Hey, quick question what would be a good base for an intermediate that would be also good for slap playing? btw low budget and i mainly play metal, this is acutally for my thrash band. thanks alot!


----------



## Thep (Feb 20, 2011)

Used Ibanez SR500 and above. You can find them extremely cheap.


----------



## TemjinStrife (Feb 21, 2011)

If you want wider string spacing (easier for slap and some people prefer it) I'd go Schecter. The Stiletto Studios and Stiletto Customs are really nice basses, and can be had used for very little money.

If you want narrower string spacing and a slimmer neck, go for an Ibanez SR, like Thep mentioned above. If you want a chunkier neck and wider string spacing but still want Ibanez, see if you can hunt down an Ibanez ATK300 or 305. They're discontinued and very affordable, and are heavy but sound great.


----------



## giantchris (Feb 21, 2011)

Low budget metal? I actually rather like the OLP MM 2s. If you upgrade the humbucker cheap with a quater pounder or get like the GFS humbucker its actually not bad.

Otherwise the Ibanez SR500s are above are a great choice as are the Schecters. Give us a budget and if you are going to downtune or not (prolly not as its a thrash band but you never know) and you can get much better recommendations.


----------



## ApteraBassist (Mar 3, 2011)

a good quality bass can help take an intermediate bass player and make them a great bass player


----------



## TemjinStrife (Mar 4, 2011)

ApteraBassist said:


> a good quality bass can help take an intermediate bass player and make them a great bass player



Yeah, but it won't make you play better; it'll just make things easier to execute.


----------



## ApteraBassist (Mar 4, 2011)

all i know is that when i I try to play the riffs i wrote for my custom on a crappy squire i can hardly do it, so i know i wouldn't have been able to write them in the first place if i didnt have a good enough instrument to let my fingers do what they want without a hastle...


----------



## 4String (Mar 6, 2011)

meddler66 said:


> Hey, quick question what would be a good base for an intermediate that would be also good for slap playing? btw low budget and i mainly play metal, this is acutally for my thrash band. thanks alot!
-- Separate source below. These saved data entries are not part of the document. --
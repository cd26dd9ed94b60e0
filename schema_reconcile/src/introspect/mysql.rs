//! Live MySQL introspection
//!
//! Reads `information_schema` one table at a time. Every text column is cast
//! to `CHAR` because MySQL 8 reports several of them as binary strings.

use indexmap::IndexMap;
use sqlx::{FromRow, MySql, Pool};
use tracing::{debug, info, warn};

use crate::error::{Error, Result};
use crate::introspect::{type_code_for_name, SchemaSnapshot};
use crate::schema::datatype::SqlDatatype;
use crate::schema::types::{
    ColumnDefinition, ConstraintDefinition, IndexDefinition, TableDefinition,
};

/// MySQL names the primary key index `PRIMARY`
const PRIMARY_INDEX_NAME: &str = "PRIMARY";

/// Types whose reported length is part of their signature
const LENGTH_TYPES: &[&str] = &["varchar", "char", "varbinary", "binary"];

#[derive(Debug, FromRow)]
struct TableRow {
    #[allow(dead_code)]
    table_name: String,
}

#[derive(Debug, FromRow)]
struct ColumnRow {
    column_name: String,
    data_type: String,
    character_maximum_length: Option<i64>,
    is_nullable: String,
    column_default: Option<String>,
    extra: Option<String>,
}

#[derive(Debug, FromRow)]
struct IndexRow {
    index_name: String,
    column_name: Option<String>,
    non_unique: i64,
    seq_in_index: i64,
}

#[derive(Debug, FromRow)]
struct ForeignKeyRow {
    constraint_name: String,
    column_name: String,
    referenced_table: String,
    referenced_column: String,
    delete_rule: Option<String>,
    update_rule: Option<String>,
}

/// Reads table metadata from a MySQL or MariaDB server
pub struct MySqlIntrospector<'a> {
    pool: &'a Pool<MySql>,
    schema: Option<String>,
}

impl<'a> MySqlIntrospector<'a> {
    /// `schema` defaults to the connection's current database
    pub fn new(pool: &'a Pool<MySql>, schema: Option<&str>) -> Self {
        Self {
            pool,
            schema: schema.map(str::to_string),
        }
    }

    /// Introspect `table_names` into a snapshot.
    ///
    /// A table that cannot be read is recorded as a failure in the snapshot;
    /// only an unreachable server fails the whole call.
    pub async fn snapshot<'n>(
        &self,
        table_names: impl IntoIterator<Item = &'n str>,
    ) -> Result<SchemaSnapshot> {
        sqlx::query("SELECT 1")
            .execute(self.pool)
            .await
            .map_err(|e| Error::IntrospectionUnavailable(e.to_string()))?;

        let mut snapshot = SchemaSnapshot::new();
        for name in table_names {
            match self.read_table(name).await {
                Ok(Some(table)) => snapshot.add_table(table),
                Ok(None) => debug!(table = %name, "Table not present"),
                Err(Error::SqlxError(e)) if is_connection_error(&e) => {
                    return Err(Error::IntrospectionUnavailable(e.to_string()));
                }
                Err(e) => {
                    warn!(table = %name, error = %e, "Table could not be introspected");
                    snapshot.add_failure(name, e.to_string());
                }
            }
        }

        info!(
            tables = snapshot.len(),
            failures = snapshot.failures().count(),
            "MySQL schema introspected"
        );
        Ok(snapshot)
    }

    /// Read one table, or `None` when it does not exist
    pub async fn read_table(&self, table_name: &str) -> Result<Option<TableDefinition>> {
        let sql = r#"
            SELECT CAST(TABLE_NAME AS CHAR) AS table_name
            FROM information_schema.TABLES
            WHERE TABLE_SCHEMA = COALESCE(?, DATABASE())
              AND TABLE_NAME = ?
              AND TABLE_TYPE = 'BASE TABLE'
        "#;

        let exists = sqlx::query_as::<_, TableRow>(sql)
            .bind(self.schema.as_deref())
            .bind(table_name)
            .fetch_optional(self.pool)
            .await?;

        if exists.is_none() {
            return Ok(None);
        }

        let sql = r#"
            SELECT CAST(COLUMN_NAME AS CHAR) AS column_name,
                   CAST(DATA_TYPE AS CHAR) AS data_type,
                   CAST(CHARACTER_MAXIMUM_LENGTH AS SIGNED) AS character_maximum_length,
                   CAST(IS_NULLABLE AS CHAR) AS is_nullable,
                   CAST(COLUMN_DEFAULT AS CHAR) AS column_default,
                   CAST(EXTRA AS CHAR) AS extra
            FROM information_schema.COLUMNS
            WHERE TABLE_SCHEMA = COALESCE(?, DATABASE()) AND TABLE_NAME = ?
            ORDER BY ORDINAL_POSITION
        "#;

        let column_rows = sqlx::query_as::<_, ColumnRow>(sql)
            .bind(self.schema.as_deref())
            .bind(table_name)
            .fetch_all(self.pool)
            .await?;

        let sql = r#"
            SELECT CAST(INDEX_NAME AS CHAR) AS index_name,
                   CAST(COLUMN_NAME AS CHAR) AS column_name,
                   CAST(NON_UNIQUE AS SIGNED) AS non_unique,
                   CAST(SEQ_IN_INDEX AS SIGNED) AS seq_in_index
            FROM information_schema.STATISTICS
            WHERE TABLE_SCHEMA = COALESCE(?, DATABASE()) AND TABLE_NAME = ?
            ORDER BY INDEX_NAME, SEQ_IN_INDEX
        "#;

        let index_rows = sqlx::query_as::<_, IndexRow>(sql)
            .bind(self.schema.as_deref())
            .bind(table_name)
            .fetch_all(self.pool)
            .await?;

        let sql = r#"
            SELECT CAST(k.CONSTRAINT_NAME AS CHAR) AS constraint_name,
                   CAST(k.COLUMN_NAME AS CHAR) AS column_name,
                   CAST(k.REFERENCED_TABLE_NAME AS CHAR) AS referenced_table,
                   CAST(k.REFERENCED_COLUMN_NAME AS CHAR) AS referenced_column,
                   CAST(r.DELETE_RULE AS CHAR) AS delete_rule,
                   CAST(r.UPDATE_RULE AS CHAR) AS update_rule
            FROM information_schema.KEY_COLUMN_USAGE k
            JOIN information_schema.REFERENTIAL_CONSTRAINTS r
              ON r.CONSTRAINT_SCHEMA = k.CONSTRAINT_SCHEMA
             AND r.CONSTRAINT_NAME = k.CONSTRAINT_NAME
             AND r.TABLE_NAME = k.TABLE_NAME
            WHERE k.TABLE_SCHEMA = COALESCE(?, DATABASE())
              AND k.TABLE_NAME = ?
              AND k.REFERENCED_TABLE_NAME IS NOT NULL
            ORDER BY k.CONSTRAINT_NAME, k.ORDINAL_POSITION
        "#;

        let fk_rows = sqlx::query_as::<_, ForeignKeyRow>(sql)
            .bind(self.schema.as_deref())
            .bind(table_name)
            .fetch_all(self.pool)
            .await?;

        Ok(Some(build_table(table_name, column_rows, index_rows, fk_rows)))
    }
}

fn is_connection_error(error: &sqlx::Error) -> bool {
    matches!(
        error,
        sqlx::Error::Io(_)
            | sqlx::Error::Tls(_)
            | sqlx::Error::PoolTimedOut
            | sqlx::Error::PoolClosed
            | sqlx::Error::WorkerCrashed
    )
}

fn build_table(
    table_name: &str,
    column_rows: Vec<ColumnRow>,
    index_rows: Vec<IndexRow>,
    fk_rows: Vec<ForeignKeyRow>,
) -> TableDefinition {
    let mut table = TableDefinition::new(table_name);

    for row in column_rows {
        table.add_column(build_column(table_name, row));
    }

    let mut indexes: IndexMap<String, IndexDefinition> = IndexMap::new();
    for row in index_rows {
        // Functional index parts have no column
        let Some(column_name) = row.column_name else {
            continue;
        };

        let index = indexes.entry(row.index_name.clone()).or_insert_with(|| {
            let index = IndexDefinition::new(&row.index_name, table_name, &[])
                .unique(row.non_unique == 0);
            if row.index_name == PRIMARY_INDEX_NAME {
                index.primary()
            } else {
                index
            }
        });
        index.columns.insert(row.seq_in_index as u32, column_name);
    }
    for (_, index) in indexes {
        table.add_index(index);
    }

    for row in fk_rows {
        if table.constraint(&row.constraint_name).is_some() {
            debug!(
                table = %table_name,
                constraint = %row.constraint_name,
                "Ignoring additional column of a composite foreign key"
            );
            continue;
        }

        let mut constraint = ConstraintDefinition::new(
            &row.constraint_name,
            table_name,
            &row.column_name,
            &row.referenced_table,
            &row.referenced_column,
        );
        constraint.on_delete = row.delete_rule;
        constraint.on_update = row.update_rule;
        table.add_constraint(constraint);
    }

    table
}

fn build_column(table_name: &str, row: ColumnRow) -> ColumnDefinition {
    let data_type = row.data_type.to_lowercase();
    let length = if LENGTH_TYPES.contains(&data_type.as_str()) {
        row.character_maximum_length
            .and_then(|length| u32::try_from(length).ok())
    } else {
        None
    };

    let auto_increment = row
        .extra
        .as_deref()
        .map(|extra| extra.to_lowercase().contains("auto_increment"))
        .unwrap_or(false);

    let mut column = ColumnDefinition::new(
        table_name,
        &row.column_name,
        SqlDatatype::reported(&data_type, type_code_for_name(&data_type), length),
    )
    .nullable(row.is_nullable.eq_ignore_ascii_case("YES"))
    .auto_increment(auto_increment);
    column.default_value = row.column_default;
    column
}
You really need a bass that is around 249$ - 349$ of the lower end basses. Anything cheaper is complete crap and is useless. I too am a metal player.

Dean Zone XM Bass Guitar and more 4 String Electric Bass at GuitarCenter.com. This is a great bass if your dirt poor. It's has a metallic sound to it. Change out the strings and you'll be good! You also may notice some rattling.

Dean ML Metalman 4-String Bass Guitar and more 4 String Electric Bass at GuitarCenter.com. Here is a more metal bass that might fit you more, but for extra money. It'll be worth the extra cash on this one, but this is still pretty cheap for a bass.

ESP F-104 Electric Bass and more 4 String Electric Bass at GuitarCenter.com. Here is THE BEST for a cheap price.


----------